Hara Wilson has struggled with feeling like an outsider her entire life. As a baby, she was abandoned in Seoul and eventually adopted by a White American couple in Iowa. Hara was often the target of racism during her childhood and coped by refusing to learn anything about her homeland. The novel opens with Hara at her father’s funeral, where she overhears whispers that her race and her adoptive status mean she doesn’t count as his “real child.” Upset at the slight, Hara is surprised to find herself longing to visit Korea, hoping the information she gleaned from a DNA test will help her locate her birthparents. The first person Hara meets upon her arrival in Seoul is Choi Yujun, an attractive and friendly man who helps her find a sublet apartment. As she searches for her birthparents with the help of friends and roommates, Hara gains a new understanding of her own identity and what it means to belong.
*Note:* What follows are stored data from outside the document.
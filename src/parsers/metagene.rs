//! Parser for ribotricer `metagene_profiles_5p.tsv`.
//!
//! Format: TSV with header `fragment_length\toffset_5p\tprofile\tphase_score\tvalid_codons`.
//! `profile` is a JSON array of per-nucleotide read counts, e.g. `[0, 3.5, 12]`.
//! Older files carry only the first three columns and no header.

use serde::Deserialize;
use std::path::Path;

use super::SampleFileParser;
use crate::error::{read_text, Result, RibopodError};
use crate::profile::{PositionSeries, SampleMetagene, SampleProfile};

const HEADER_PREFIX: &str = "fragment_length";

#[derive(Debug, Deserialize)]
struct MetageneRecord {
    fragment_length: u32,
    offset_5p: i64,
    profile: String,
    #[serde(default)]
    phase_score: Option<f64>,
    #[serde(default)]
    valid_codons: Option<u64>,
}

pub struct MetageneProfileParser;

impl SampleFileParser for MetageneProfileParser {
    type Output = SampleMetagene;

    fn format_name(&self) -> &str {
        "metagene_profiles_5p.tsv"
    }

    fn parse(&self, path: &Path) -> Result<SampleMetagene> {
        parse_metagene_profile(path)
    }
}

/// Parse a metagene profile table, indexed by fragment length.
pub fn parse_metagene_profile(path: &Path) -> Result<SampleMetagene> {
    let content = read_text(path)?;
    let has_header = content
        .lines()
        .next()
        .map(|l| l.trim_start().starts_with(HEADER_PREFIX))
        .unwrap_or(false);

    let mut rdr = csv::ReaderBuilder::new()
        .delimiter(b'\t')
        .has_headers(has_header)
        .from_reader(content.as_bytes());

    let mut metagene = SampleMetagene::default();

    if has_header {
        for result in rdr.deserialize::<MetageneRecord>() {
            let record = result.map_err(|e| RibopodError::from_csv(path, e))?;
            // header is line 1; records are counted from line 2
            let line = metagene.len() + 2;
            insert_profile(&mut metagene, record, path, line)?;
        }
    } else {
        for (idx, result) in rdr.deserialize::<(u32, i64, String)>().enumerate() {
            let (fragment_length, offset_5p, profile) =
                result.map_err(|e| RibopodError::from_csv(path, e))?;
            let record = MetageneRecord {
                fragment_length,
                offset_5p,
                profile,
                phase_score: None,
                valid_codons: None,
            };
            insert_profile(&mut metagene, record, path, idx + 1)?;
        }
    }

    if metagene.is_empty() {
        log::warn!("{}: no metagene profiles", path.display());
    } else {
        log::debug!(
            "Parsed metagene profile {}: {} fragment lengths",
            path.display(),
            metagene.len()
        );
    }

    Ok(metagene)
}

fn insert_profile(
    metagene: &mut SampleMetagene,
    record: MetageneRecord,
    path: &Path,
    line: usize,
) -> Result<()> {
    if metagene.profiles.contains_key(&record.fragment_length) {
        return Err(RibopodError::parse(
            path,
            line,
            format!("duplicate fragment length {}", record.fragment_length),
        ));
    }

    let counts = parse_profile_array(&record.profile)
        .map_err(|msg| RibopodError::parse(path, line, msg))?;

    let coverage = PositionSeries::from_profile(counts, record.offset_5p).ok_or_else(|| {
        RibopodError::parse(
            path,
            line,
            format!("offset_5p {} is out of range", record.offset_5p),
        )
    })?;
    if coverage.is_empty() {
        log::debug!(
            "{}: empty profile for fragment length {}",
            path.display(),
            record.fragment_length
        );
    }

    // NaN (pandas' missing value) and infinities count as unscored
    let phase_score = record.phase_score.filter(|s| s.is_finite());

    metagene.profiles.insert(
        record.fragment_length,
        SampleProfile {
            fragment_length: record.fragment_length,
            offset_5p: record.offset_5p,
            coverage,
            phase_score,
            valid_codons: record.valid_codons,
        },
    );
    Ok(())
}

/// Decode a profile cell as a flat JSON array of non-negative finite numbers.
///
/// Nothing else is accepted; the text is never evaluated.
pub fn parse_profile_array(text: &str) -> std::result::Result<Vec<f64>, String> {
    let values: Vec<f64> = serde_json::from_str(text.trim())
        .map_err(|e| format!("profile is not a numeric array: {}", e))?;
    if let Some(bad) = values.iter().find(|v| !v.is_finite() || **v < 0.0) {
        return Err(format!("profile contains invalid count {}", bad));
    }
    Ok(values)
}

#[cfg(test)]
mod tests {
    use super::*;
    use crate::test_util::Fixtures;

    const HEADER: &str = "fragment_length\toffset_5p\tprofile\tphase_score\tvalid_codons\n";

    #[test]
    fn test_parse_metagene_profile() {
        let fixtures = Fixtures::new();
        let content = format!(
            "{}28\t5\t[0, 1, 2, 3, 4, 5, 6, 7, 8, 9]\t0.81\t1500\n29\t2\t[1.5, 2.5, 3.5]\t\t\n",
            HEADER
        );
        let path = fixtures.write("s1_metagene_profiles_5p.tsv", &content);
        let metagene = parse_metagene_profile(&path).unwrap();

        assert_eq!(metagene.fragment_lengths().collect::<Vec<_>>(), vec![28, 29]);

        let p28 = metagene.get(28).unwrap();
        assert_eq!(p28.offset_5p, 5);
        assert_eq!(p28.coverage.positions, (-5..=4).collect::<Vec<i64>>());
        assert_eq!(p28.coverage.counts[5], 5.0);
        assert_eq!(p28.phase_score, Some(0.81));
        assert_eq!(p28.valid_codons, Some(1500));

        let p29 = metagene.get(29).unwrap();
        assert_eq!(p29.coverage.positions, vec![-2, -1, 0]);
        assert_eq!(p29.phase_score, None);
        assert_eq!(p29.valid_codons, None);
    }

    #[test]
    fn test_nan_phase_score_is_missing() {
        let fixtures = Fixtures::new();
        let content = format!("{}28\t0\t[1]\tnan\t0\n", HEADER);
        let path = fixtures.write("nan.tsv", &content);
        let metagene = parse_metagene_profile(&path).unwrap();
        assert_eq!(metagene.get(28).unwrap().phase_score, None);
    }

    #[test]
    fn test_infinite_phase_score_is_missing() {
        let fixtures = Fixtures::new();
        let content = format!("{}28\t0\t[1]\tinf\t0\n29\t0\t[1]\t-inf\t0\n", HEADER);
        let path = fixtures.write("inf.tsv", &content);
        let metagene = parse_metagene_profile(&path).unwrap();
        assert_eq!(metagene.get(28).unwrap().phase_score, None);
        assert_eq!(metagene.get(29).unwrap().phase_score, None);
    }

    #[test]
    fn test_extreme_offset_is_parse_error() {
        let fixtures = Fixtures::new();
        for offset in ["-9223372036854775807", "-9223372036854775808"] {
            let content = format!("{}28\t{}\t[1, 2]\t0.5\t1\n", HEADER, offset);
            let path = fixtures.write("offset.tsv", &content);
            let err = parse_metagene_profile(&path).unwrap_err();
            assert!(err.is_parse(), "offset {} accepted", offset);
        }
    }

    #[test]
    fn test_byte_order_mark_before_header() {
        let fixtures = Fixtures::new();
        let content = format!("\u{feff}{}28\t1\t[4, 5, 6]\t0.7\t10\n", HEADER);
        let path = fixtures.write("bom.tsv", &content);
        let metagene = parse_metagene_profile(&path).unwrap();
        assert_eq!(metagene.get(28).unwrap().coverage.positions, vec![-1, 0, 1]);
        assert_eq!(metagene.get(28).unwrap().phase_score, Some(0.7));
    }

    #[test]
    fn test_legacy_headerless_file() {
        let fixtures = Fixtures::new();
        let path = fixtures.write("legacy.tsv", "28\t1\t[4, 5, 6]\n30\t0\t[7]\n");
        let metagene = parse_metagene_profile(&path).unwrap();
        assert_eq!(metagene.len(), 2);
        assert_eq!(metagene.get(28).unwrap().coverage.positions, vec![-1, 0, 1]);
        assert_eq!(metagene.get(30).unwrap().phase_score, None);
    }

    #[test]
    fn test_duplicate_fragment_length_is_rejected() {
        let fixtures = Fixtures::new();
        let content = format!("{}28\t0\t[1]\t0.5\t1\n28\t0\t[2]\t0.6\t1\n", HEADER);
        let path = fixtures.write("dup.tsv", &content);
        let err = parse_metagene_profile(&path).unwrap_err();
        assert!(err.is_parse());
    }

    #[test]
    fn test_executable_profile_is_rejected() {
        let fixtures = Fixtures::new();
        let content = format!("{}28\t0\t__import__('os').system('rm -rf /')\t0.5\t1\n", HEADER);
        let path = fixtures.write("evil.tsv", &content);
        let err = parse_metagene_profile(&path).unwrap_err();
        assert!(err.is_parse());
    }

    #[test]
    fn test_profile_array_must_be_flat_numbers() {
        assert_eq!(parse_profile_array("[0, 1.5, 2e1]").unwrap(), vec![0.0, 1.5, 20.0]);
        assert_eq!(parse_profile_array(" [] ").unwrap(), Vec::<f64>::new());
        for bad in [
            "[1, 2",
            "[1, 'a']",
            "[[1], [2]]",
            "[1, -2]",
            "list(range(10))",
            "[1, 2] + [3]",
            "{\"a\": 1}",
            "",
        ] {
            assert!(parse_profile_array(bad).is_err(), "accepted {:?}", bad);
        }
    }

    #[test]
    fn test_non_numeric_offset_is_rejected() {
        let fixtures = Fixtures::new();
        let content = format!("{}28\tfive\t[1]\t0.5\t1\n", HEADER);
        let path = fixtures.write("offset.tsv", &content);
        assert!(parse_metagene_profile(&path).unwrap_err().is_parse());
    }
}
When Hara keeps bumping into Yujun, he suggests that fate might be bringing them together. Frederick’s novel is a journey of self-discovery for Hara; however, the last third abruptly shifts to betrayal, family secrets, and other dramatic situations. The soapy ending feels out of sync with the emotional, reflective tone that carries most of the book. And although this is billed as a romance, readers should know Hara’s relationship with Yujun does not have a happily-ever-after or happy-for-now ending.
Thorough exploration of the complicated emotional impact of transracial adoption.